**DESCRIPTION OF THE TASK**
Please return every line below that contains the string "NamedTempFile".

Records drawn from a dataset:
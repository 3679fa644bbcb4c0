//! File-backed record store.

use std::collections::BTreeMap;
use std::fs;
use std::io::{self, Write};
use std::path::{Path, PathBuf};

use tempfile::NamedTempFile;
use tracing::{debug, info};

use crate::StoreError;

/// Dedup key → last subject delivered under that key.
pub type Records = BTreeMap<String, String>;

/// A flat JSON object on disk, read and written in full on every access.
///
/// There is no locking. Two processes racing `load` → mutate → `save` on the
/// same path lose updates; the last save wins. Callers that need concurrent
/// access must serialise it themselves.
#[derive(Debug, Clone)]
pub struct RecordStore {
    path: PathBuf,
}

impl RecordStore {
    pub fn new(path: impl Into<PathBuf>) -> Self {
        Self { path: path.into() }
    }

    pub fn path(&self) -> &Path {
        &self.path
    }

    /// Read the whole mapping.
    ///
    /// A missing file is created containing an empty object, so loading a
    /// fresh path always succeeds and repeated loads are idempotent.
    pub fn load(&self) -> Result<Records, StoreError> {
        let content = match fs::read_to_string(&self.path) {
            Ok(content) => content,
            Err(e) if e.kind() == io::ErrorKind::NotFound => {
                let records = Records::new();
                self.save(&records)?;
                info!(path = %self.path.display(), "created empty record store");
                return Ok(records);
            }
            Err(e) => return Err(StoreError::unavailable(&self.path, e)),
        };

        let records: Records =
            serde_json::from_str(&content).map_err(|source| StoreError::Corrupt {
                path: self.path.clone(),
                source,
            })?;
        debug!(path = %self.path.display(), count = records.len(), "loaded record store");
        Ok(records)
    }

    /// Replace the file content with `records`.
    ///
    /// This is a full overwrite: entries missing from `records` are gone
    /// afterwards. The new content is written to a sibling temp file and
    /// renamed over the target. A symlinked store is resolved first so the
    /// link keeps pointing at the updated file, and an existing file keeps
    /// its permissions.
    pub fn save(&self, records: &Records) -> Result<(), StoreError> {
        let unavailable = |e: io::Error| StoreError::unavailable(&self.path, e);

        let mut content = serde_json::to_string_pretty(records)
            .map_err(|e| unavailable(io::Error::from(e)))?;
        content.push('\n');

        let target = match fs::canonicalize(&self.path) {
            Ok(resolved) => resolved,
            Err(e) if e.kind() == io::ErrorKind::NotFound => self.path.clone(),
            Err(e) => return Err(unavailable(e)),
        };
        let permissions = fs::metadata(&target).ok().map(|m| m.permissions());

        let mut tmp = NamedTempFile::new_in(parent_dir(&target)).map_err(unavailable)?;
        tmp.write_all(content.as_bytes()).map_err(unavailable)?;
        if let Some(permissions) = permissions {
            tmp.as_file().set_permissions(permissions).map_err(unavailable)?;
        }
        tmp.as_file().sync_all().map_err(unavailable)?;
        tmp.persist(&target).map_err(|e| unavailable(e.error))?;

        debug!(path = %self.path.display(), count = records.len(), "saved record store");
        Ok(())
    }

    /// Load, set `key` to `subject`, save. Returns the subject previously
    /// stored under `key`, if any.
    pub fn record(&self, key: &str, subject: &str) -> Result<Option<String>, StoreError> {
        let mut records = self.load()?;
        let previous = records.insert(key.to_string(), subject.to_string());
        self.save(&records)?;
        Ok(previous)
    }
}

fn parent_dir(path: &Path) -> &Path {
    match path.parent() {
        Some(p) if !p.as_os_str().is_empty() => p,
        _ => Path::new("."),
    }
}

**RESPONSE AREA**
use tempfile::NamedTempFile;
        let mut tmp = NamedTempFile::new_in(parent_dir(&target)).map_err(unavailable)?;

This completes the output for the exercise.